Cast: Akshay Kumar, Vidya Balan, Sonakshi Sinha, Taapsee Pannu

Rating: **1/2

Director: Jagan Shakti

What’s it about:

Mission Mangal is a highly fictionalized account of the true events leading to India’s successful mission to Mars against all odds. The film is also a peak into the lives of the scientists from different circumstances who come together to make the mission impossible, possible!


Ever wondered how Akshay Kumar manages to make a film about huge national achievements at a speed with which Vidya Balan is frying Pooris in Mission Mangal to demonstrate some complex astrophysics? 

Well, after watching Mission Mangal you will get the answer. There is little fact and a lot of fiction to ensure that his film panders to everyone – from Martians to masses of planet earth. Constantly drawing parallels between home science and rocket science, Mission Mangal’s leading man Akshay Kumar as Rakesh Dhawan is a man on a mission that no one wants to be a part of as it’s almost doomed and destined for disaster.

After a failed rocket launch, he is entrusted with the job of launching a satellite in the orbit of Mars. So he goes on a talent hunt to form a crack team of geeks who can make this possible. In them are four women and two men who are defined by their situations rather than characters. Their stories are more of a peculiar problem that define each of them. So while Nithya Menen is battling pressures to become a mother, Taapsee Pannu has to tend to an ailing soldier husband. While Sonakshi Sinha is nursing a recent break-up with her boyfriend, Sharman Joshi is a virgin with a ‘Mangal’ dosh. These bits are meant to make the story more humane and interesting but it also makes it less serious and takes away the focus from the making of an all-important mission.

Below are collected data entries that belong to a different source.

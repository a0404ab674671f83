use crate::core::review_state::{self, ReviewAction, ReviewTransition};
use crate::core::scheduler;
use crate::domain::model::{Card, GeneratedCandidate, Grade, ReviewStatus, ScheduleState};
use crate::domain::ports::CardRepository;
use crate::utils::error::Result;
use chrono::{DateTime, Utc};
use uuid::Uuid;

/// Runs scheduler and state-machine decisions against a card repository.
/// Each call performs exactly one versioned write.
pub struct ReviewService<R: CardRepository> {
    repository: R,
}

impl<R: CardRepository> ReviewService<R> {
    pub fn new(repository: R) -> Self {
        Self { repository }
    }

    pub fn repository(&self) -> &R {
        &self.repository
    }

    pub async fn add_card(&self, card: Card) -> Result<Card> {
        self.repository.insert_card(card.clone()).await?;
        tracing::debug!("Stored card {} for {}", card.id, card.owner_id);
        Ok(card)
    }

    /// Stores accepted candidates as `New` AI cards. One invalid candidate
    /// rejects the whole batch.
    pub async fn accept_candidates(
        &self,
        owner_id: Uuid,
        candidates: Vec<GeneratedCandidate>,
    ) -> Result<Vec<Card>> {
        let cards = candidates
            .into_iter()
            .map(|candidate| Card::from_candidate(owner_id, candidate))
            .collect::<Result<Vec<_>>>()?;
        self.repository.insert_cards(cards.clone()).await?;
        tracing::info!("Accepted {} generated cards for {}", cards.len(), owner_id);
        Ok(cards)
    }

    pub async fn grade_card(
        &self,
        owner_id: Uuid,
        card_id: Uuid,
        grade: u8,
        now: DateTime<Utc>,
    ) -> Result<ScheduleState> {
        let grade = Grade::new(grade)?;
        let snapshot = self.repository.load_card(owner_id, card_id).await?;
        let next = scheduler::grade(&snapshot.card.schedule, grade, now);

        self.repository
            .store_schedule(owner_id, card_id, snapshot.version, &next)
            .await?;

        tracing::info!(
            card_id = %card_id,
            grade = grade.value(),
            interval_days = next.interval_days,
            repetitions = next.repetitions,
            "Card reviewed"
        );
        Ok(next)
    }

    pub async fn apply_action(
        &self,
        owner_id: Uuid,
        card_id: Uuid,
        action: ReviewAction,
        now: DateTime<Utc>,
    ) -> Result<ReviewTransition> {
        let snapshot = self.repository.load_card(owner_id, card_id).await?;
        let transition =
            review_state::apply(&snapshot.card.review, &snapshot.card.content, action, now)?;

        self.repository
            .store_review_state(
                owner_id,
                card_id,
                snapshot.version,
                &transition.state,
                transition.content.as_ref(),
            )
            .await?;

        tracing::info!(card_id = %card_id, event = ?transition.event, "Review status updated");
        Ok(transition)
    }

    /// Approved, active cards that are due, most overdue first; never-reviewed
    /// cards come before everything else.
    pub async fn due_cards(&self, owner_id: Uuid, now: DateTime<Utc>) -> Result<Vec<Card>> {
        let mut due: Vec<Card> = self
            .repository
            .list_cards(owner_id)
            .await?
            .into_iter()
            .map(|snapshot| snapshot.card)
            .filter(|card| {
                card.review.status == ReviewStatus::Approved
                    && !card.review.is_archived()
                    && scheduler::is_due(&card.schedule, now)
            })
            .collect();
        due.sort_by_key(|card| (card.schedule.due_at, card.created_at));
        Ok(due)
    }
}
use crate::app::generation::{candidates, wire};
use crate::config::toml_config::GenerationConfig;
use crate::domain::model::{
    GenerationBatch, GenerationRequest, MAX_REQUESTED_COUNT, MIN_REQUESTED_COUNT,
};
use crate::domain::ports::CardGenerator;
use crate::utils::error::{CardError, CommunicationFailure, Result};
use crate::utils::validation::validate_range;
use async_trait::async_trait;
use reqwest::{header::CONTENT_TYPE, Client, StatusCode};
use std::time::Instant;
use tokio_util::sync::CancellationToken;

/// Issues one request to the external generation service per call and turns
/// the reply into validated candidates. Never retries.
pub struct GenerationClient {
    client: Client,
    config: GenerationConfig,
}

impl GenerationClient {
    pub fn new(config: GenerationConfig) -> Result<Self> {
        let client = Client::builder()
            .user_agent(concat!("cardwise/", env!("CARGO_PKG_VERSION")))
            .build()
            .map_err(|e| CardError::ConfigError {
                message: format!("failed to build HTTP client: {}", e),
            })?;
        Ok(Self { client, config })
    }

    pub fn config(&self) -> &GenerationConfig {
        &self.config
    }

    /// Generates with the configured timeout as the deadline.
    pub async fn generate(
        &self,
        request: &GenerationRequest,
        cancel: &CancellationToken,
    ) -> Result<GenerationBatch> {
        let deadline = Instant::now() + self.config.timeout();
        self.generate_until(request, deadline, cancel).await
    }

    async fn generate_until(
        &self,
        request: &GenerationRequest,
        deadline: Instant,
        cancel: &CancellationToken,
    ) -> Result<GenerationBatch> {
        check_outbound(request)?;

        let api_key = request
            .model_key
            .as_deref()
            .map(str::trim)
            .filter(|key| !key.is_empty())
            .or_else(|| self.config.api_key())
            .ok_or_else(|| CardError::AuthenticationError {
                message: "no model API key configured".to_string(),
            })?;

        let body = wire::build_body(self.config.wire_format, &self.config.model, request)?;

        tracing::info!(
            "Requesting {} flashcards from {} ({} chars of source)",
            request.requested_count,
            self.config.model,
            request.source_text.chars().count()
        );

        // dropping the send future on cancel or timeout aborts the HTTP request
        let raw = tokio::select! {
            biased;
            _ = cancel.cancelled() => {
                tracing::info!("Generation request cancelled by caller");
                return Err(CardError::Cancelled);
            }
            outcome = tokio::time::timeout_at(deadline.into(), self.send(api_key, &body)) => {
                outcome.map_err(|_| CardError::communication(CommunicationFailure::Timeout))??
            }
        };

        let items = wire::extract_items(self.config.wire_format, &raw)?;
        let batch = candidates::validate_items(items, request.requested_count)?;

        tracing::info!(
            "Generated {} candidates ({} dropped)",
            batch.candidates.len(),
            batch.dropped_count
        );
        Ok(batch)
    }

    async fn send(&self, api_key: &str, body: &serde_json::Value) -> Result<String> {
        let mut request = self
            .client
            .post(&self.config.endpoint)
            .bearer_auth(api_key)
            .json(body);

        if let Some(headers) = &self.config.headers {
            for (key, value) in headers {
                request = request.header(key, value);
            }
        }

        tracing::debug!("Making generation request to: {}", self.config.endpoint);
        let response = request.send().await.map_err(transport_failure)?;
        let status = response.status();
        tracing::debug!("Generation response status: {}", status);

        if status == StatusCode::UNAUTHORIZED || status == StatusCode::FORBIDDEN {
            let detail = response.text().await.unwrap_or_default();
            return Err(CardError::AuthenticationError {
                message: format!("HTTP {}: {}", status.as_u16(), detail.trim()),
            });
        }

        if !status.is_success() {
            let detail = response.text().await.unwrap_or_default();
            tracing::warn!(
                "Generation service returned HTTP {}: {}",
                status.as_u16(),
                detail.trim()
            );
            return Err(CardError::communication(CommunicationFailure::Status(
                status.as_u16(),
            )));
        }

        let content_type = response
            .headers()
            .get(CONTENT_TYPE)
            .and_then(|value| value.to_str().ok())
            .unwrap_or_default()
            .to_string();
        if !is_json_content_type(&content_type) {
            return Err(CardError::validation(format!(
                "expected a JSON response, got content type '{}'",
                content_type
            )));
        }

        response.text().await.map_err(transport_failure)
    }
}

#[async_trait]
impl CardGenerator for GenerationClient {
    async fn generate(
        &self,
        request: &GenerationRequest,
        deadline: Instant,
        cancel: &CancellationToken,
    ) -> Result<GenerationBatch> {
        self.generate_until(request, deadline, cancel).await
    }
}

// Source text arrives already escaped, so only emptiness is checked here.
fn check_outbound(request: &GenerationRequest) -> Result<()> {
    validate_range(
        "requested_count",
        request.requested_count,
        MIN_REQUESTED_COUNT,
        MAX_REQUESTED_COUNT,
    )
    .map_err(|e| CardError::validation(e.to_string()))?;
    if request.source_text.trim().is_empty() {
        return Err(CardError::validation("source text is empty"));
    }
    Ok(())
}

fn transport_failure(error: reqwest::Error) -> CardError {
    if error.is_timeout() {
        CardError::communication(CommunicationFailure::Timeout)
    } else {
        CardError::communication(CommunicationFailure::Network(error.to_string()))
    }
}

fn is_json_content_type(content_type: &str) -> bool {
    let mime = content_type
        .split(';')
        .next()
        .unwrap_or_default()
        .trim()
        .to_ascii_lowercase();
    mime == "application/json" || mime.ends_with("+json")
}
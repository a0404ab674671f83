pub mod candidates;
pub mod client;
pub mod wire;

pub use client::GenerationClient;
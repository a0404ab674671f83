use crate::domain::model::{
    Card, CardContent, GenerationBatch, GenerationRequest, ReviewState, ScheduleState,
};
use crate::utils::error::Result;
use async_trait::async_trait;
use std::time::Instant;
use tokio_util::sync::CancellationToken;
use uuid::Uuid;

/// A stored card together with the version its next write must present.
#[derive(Debug, Clone)]
pub struct CardSnapshot {
    pub card: Card,
    pub version: u64,
}

/// Persistence collaborator. Every lookup and write is scoped to the owner;
/// writes carry the version read earlier and fail with `Conflict` when stale.
pub trait CardRepository: Send + Sync {
    fn insert_card(&self, card: Card) -> impl std::future::Future<Output = Result<u64>> + Send;

    /// All-or-nothing: if any card is rejected, none of them are stored.
    fn insert_cards(
        &self,
        cards: Vec<Card>,
    ) -> impl std::future::Future<Output = Result<()>> + Send;

    fn load_card(
        &self,
        owner_id: Uuid,
        card_id: Uuid,
    ) -> impl std::future::Future<Output = Result<CardSnapshot>> + Send;

    fn list_cards(
        &self,
        owner_id: Uuid,
    ) -> impl std::future::Future<Output = Result<Vec<CardSnapshot>>> + Send;

    fn store_schedule(
        &self,
        owner_id: Uuid,
        card_id: Uuid,
        expected_version: u64,
        schedule: &ScheduleState,
    ) -> impl std::future::Future<Output = Result<u64>> + Send;

    /// Review state and any corrected content land in one write.
    fn store_review_state(
        &self,
        owner_id: Uuid,
        card_id: Uuid,
        expected_version: u64,
        review: &ReviewState,
        content: Option<&CardContent>,
    ) -> impl std::future::Future<Output = Result<u64>> + Send;
}

/// One outbound generation call. Implementations must not retry and must
/// abandon the in-flight request once `cancel` fires or `deadline` passes.
#[async_trait]
pub trait CardGenerator: Send + Sync {
    async fn generate(
        &self,
        request: &GenerationRequest,
        deadline: Instant,
        cancel: &CancellationToken,
    ) -> Result<GenerationBatch>;
}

Director Jagan Shakti and writers including R Balki dedicate a lot of time in their personal lives than showing what actually goes on within the exciting of corridors of the Indian Space Research Organisation (ISRO). And when the film does show us the workings of ISRO, the director dumbs it down to such an extent that it often seems frivolous and not worthy of such a crucial cause.

Performance wise, Akshay Kumar is dependable but as always too casual in his approach. Once again, he doesn’t bring in the finesse that an Aamir Khan would in a role that needs to inspire those around him for a greater cause. Among the women, Vidya Balan gets a nicely fleshed out backstory which is somewhat convincing and her performance is pitch perfect. Although, in spirit, quite similar to Tumhari Sulu’s Sulochana with a ‘main kar sakti hai’ attitude. Rest of the cast doesn’t get much to work with.

There are of course moments of pride by default that would make any Indian proud including a rousing climax. While there is no denying that Mission Mangal is about a great national achievement that we are all proud of, what we needed was a film that tells us the story of a stellar achievement minus the make-believe melodrama.